Segment Start: Available data

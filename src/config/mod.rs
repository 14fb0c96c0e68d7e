//! Configuration sources: scoring weights/decay and the news search collaborator.

pub mod news;
pub mod ranking;

pub use news::NewsApiConfig;
pub use ranking::{RankingConfig, RawRankingConfig, TimeDecay, Weights};
//! # Ranking Engine
//! Applies scoring to many companies and produces a total order.
//!
//! Policy:
//! - Each company is independent. A failure for one company (fetch error,
//!   classifier error, invalid record, panicked task) is logged, counted and
//!   turned into a zero entry. The batch always returns one entry per input.
//! - Duplicate names are scored independently and all appear in the output.
//! - Order is descending by score; the sort is stable so ties keep input order.

use chrono::{DateTime, Utc};
use metrics::{counter, histogram};
use serde::Serialize;
use std::time::Instant;
use tracing::{info, warn};

use crate::error::FetchError;
use crate::pipeline::CompanyScorer;
use crate::scoring::ScoreComponents;
use crate::signal::SentimentBreakdown;
use crate::telemetry::describe_ranking_metrics;

#[derive(Debug, Clone, PartialEq, Serialize)]
pub struct RankedEntry {
    pub company: String,
    /// Composite score in [0, 1].
    pub score: f64,
    pub components: ScoreComponents,
    /// Polarity counts, when the scorer reports them.
    #[serde(skip_serializing_if = "Option::is_none")]
    pub breakdown: Option<SentimentBreakdown>,
    /// Why this company was defaulted to zero, if it was.
    #[serde(skip_serializing_if = "Option::is_none")]
    pub failure: Option<String>,
}

impl RankedEntry {
    pub fn scored(company: impl Into<String>, components: ScoreComponents) -> Self {
        Self {
            company: company.into(),
            score: components.composite_score,
            components,
            breakdown: None,
            failure: None,
        }
    }

    pub fn with_breakdown(mut self, breakdown: SentimentBreakdown) -> Self {
        self.breakdown = Some(breakdown);
        self
    }

    pub fn failed(company: impl Into<String>, reason: impl Into<String>) -> Self {
        Self {
            company: company.into(),
            score: 0.0,
            components: ScoreComponents::zero(),
            breakdown: None,
            failure: Some(reason.into()),
        }
    }

    pub fn is_failure(&self) -> bool {
        self.failure.is_some()
    }
}

/// A finished ranking batch, ready for presentation/export.
#[derive(Debug, Clone, Serialize)]
pub struct Ranking {
    pub config_version: String,
    pub generated_at: DateTime<Utc>,
    pub entries: Vec<RankedEntry>,
}

impl Ranking {
    pub fn failures(&self) -> usize {
        self.entries.iter().filter(|e| e.is_failure()).count()
    }
}

/// Synchronous ranking over a caller-supplied scorer.
pub fn rank<F>(companies: &[String], mut fetch_and_score: F) -> Vec<RankedEntry>
where
    F: FnMut(&str) -> Result<ScoreComponents, FetchError>,
{
    describe_ranking_metrics();
    let t0 = Instant::now();

    let entries = companies
        .iter()
        .map(|c| entry_from_result(c, fetch_and_score(c).map(|comps| (comps, None))))
        .collect();
    let entries = sort_ranked(entries);

    record_run(&entries, t0);
    entries
}

/// Stable descending sort by score (IEEE total order, so NaN cannot break it).
pub fn sort_ranked(mut entries: Vec<RankedEntry>) -> Vec<RankedEntry> {
    entries.sort_by(|a, b| b.score.total_cmp(&a.score));
    entries
}

fn entry_from_result(
    company: &str,
    res: Result<(ScoreComponents, Option<SentimentBreakdown>), FetchError>,
) -> RankedEntry {
    match res {
        Ok((components, _)) if !components.composite_score.is_finite() => {
            warn!(company, score = components.composite_score, "non-finite score; defaulting to zero");
            counter!("ranking_company_failures_total").increment(1);
            RankedEntry::failed(company, "non-finite composite score")
        }
        Ok((components, breakdown)) => {
            let entry = RankedEntry::scored(company, components);
            match breakdown {
                Some(b) => entry.with_breakdown(b),
                None => entry,
            }
        }
        Err(e) => {
            warn!(company, error = %e, "company failed; defaulting to zero score");
            counter!("ranking_company_failures_total").increment(1);
            RankedEntry::failed(company, e.to_string())
        }
    }
}

fn record_run(entries: &[RankedEntry], t0: Instant) {
    counter!("ranking_runs_total").increment(1);
    counter!("ranking_companies_total").increment(entries.len() as u64);
    for e in entries {
        histogram!("ranking_composite_score").record(e.score);
    }
    histogram!("ranking_run_ms").record(t0.elapsed().as_secs_f64() * 1_000.0);
}

/// Concurrent ranking over the injected collaborators: one task per company.
#[derive(Clone)]
pub struct RankingEngine {
    scorer: CompanyScorer,
}

impl RankingEngine {
    pub fn new(scorer: CompanyScorer) -> Self {
        Self { scorer }
    }

    pub fn scorer(&self) -> &CompanyScorer {
        &self.scorer
    }

    pub async fn rank_companies(&self, companies: &[String], now: DateTime<Utc>) -> Ranking {
        describe_ranking_metrics();
        let t0 = Instant::now();

        let handles: Vec<_> = companies
            .iter()
            .map(|company| {
                let scorer = self.scorer.clone();
                let company = company.clone();
                tokio::spawn(async move {
                    scorer
                        .analyze(&company, now)
                        .await
                        .map(|a| (a.components, Some(a.breakdown)))
                })
            })
            .collect();

        // Await in input order so a panicked task still maps to its company.
        let mut entries = Vec::with_capacity(companies.len());
        for (company, handle) in companies.iter().zip(handles) {
            let res = match handle.await {
                Ok(r) => r,
                Err(e) => Err(FetchError::Aborted(e.to_string())),
            };
            entries.push(entry_from_result(company, res));
        }
        let entries = sort_ranked(entries);

        record_run(&entries, t0);
        let ranking = Ranking {
            config_version: self.scorer.engine().config().version().to_string(),
            generated_at: now,
            entries,
        };
        info!(
            companies = companies.len(),
            failures = ranking.failures(),
            version = %ranking.config_version,
            elapsed_ms = t0.elapsed().as_millis() as u64,
            "ranking complete"
        );
        ranking
    }
}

Segment End: Available data

Problem: If a line in the records includes the string "failed", copy it.

Response box:
    pub fn failed(company: impl Into<String>, reason: impl Into<String>) -> Self {
            RankedEntry::failed(company, "non-finite composite score")
            warn!(company, error = %e, "company failed; defaulting to zero score");
            RankedEntry::failed(company, e.to_string())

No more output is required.